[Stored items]
━━━━━━━━━━━━━━━━━━━━━━━━━━━━━━
impl ProviderAdapter for OpenAiAdapter {
    fn kind(&self) -> ProviderKind {
        ProviderKind::OpenAi
    }

    fn catalog(&self) -> &ToolCatalog {
        &self.catalog
    }

    fn tool_definitions(&self) -> Vec<serde_json::Value> {
        self.catalog
            .specs()
            .iter()
            .map(|spec| {
                json!({
                    "type": "function",
                    "function": {
                        "name": spec.name,
                        "description": spec.description,
                        "parameters": spec.input_schema,
                    }
                })
            })
            .collect()
    }

    fn build_request(&self, history: &[ConversationTurn], stream: bool) -> serde_json::Value {
        let mut messages = vec![json!({"role": "system", "content": self.system})];
        for turn in history {
            self.encode_turn(turn, &mut messages);
        }

        let mut body = json!({
            "model": self.settings.model,
            "max_tokens": self.settings.max_tokens,
            "temperature": self.settings.temperature,
            "messages": messages,
            "stream": stream,
        });
        if !self.catalog.is_empty() {
            body["tools"] = serde_json::Value::Array(self.tool_definitions());
            body["tool_choice"] = json!("auto");
        }
        body
    }

    fn encode_tool_result(&self, request_id: &str, outcome: &ToolOutcome) -> serde_json::Value {
        json!({
            "role": "tool",
            "tool_call_id": request_id,
            "content": tool_result_text(outcome, self.settings.max_tool_result_chars),
        })
    }

    fn parse_response(&self, body: &serde_json::Value) -> Result<ModelTurn, InferenceError> {
        let resp: CompletionResponse = serde_json::from_value(body.clone())
            .map_err(|e| InferenceError::parse(PROVIDER, e.to_string()))?;

        let choice = resp
            .choices
            .into_iter()
            .next()
            .ok_or_else(|| InferenceError::parse(PROVIDER, "empty choices array"))?;

        let mut tool_requests = Vec::new();
        for tc in choice.message.tool_calls.unwrap_or_default() {
            let arguments = parse_arguments(PROVIDER, &tc.function.name, &tc.function.arguments)?;
            tool_requests.push(ToolRequest {
                id: tc.id.unwrap_or_else(generated_call_id),
                name: tc.function.name,
                arguments,
            });
        }

        let stop = stop_signal(choice.finish_reason.as_deref(), !tool_requests.is_empty());
        Ok(ModelTurn {
            text: choice.message.content.unwrap_or_default(),
            tool_requests,
            stop,
        })
    }

    fn stream_decoder(&self) -> Box<dyn StreamDecoder> {
        Box::new(OpenAiStreamDecoder::default())
    }
}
━━━━━━━━━━━━━━━━━━━━━━━━━━━━━━
* PROBLEM REQUIREMENTS
The string "InferenceError" may appear in the entries. Say how many lines contain it, as a bare number.

* SOLUTION TO THE PROBLEM
3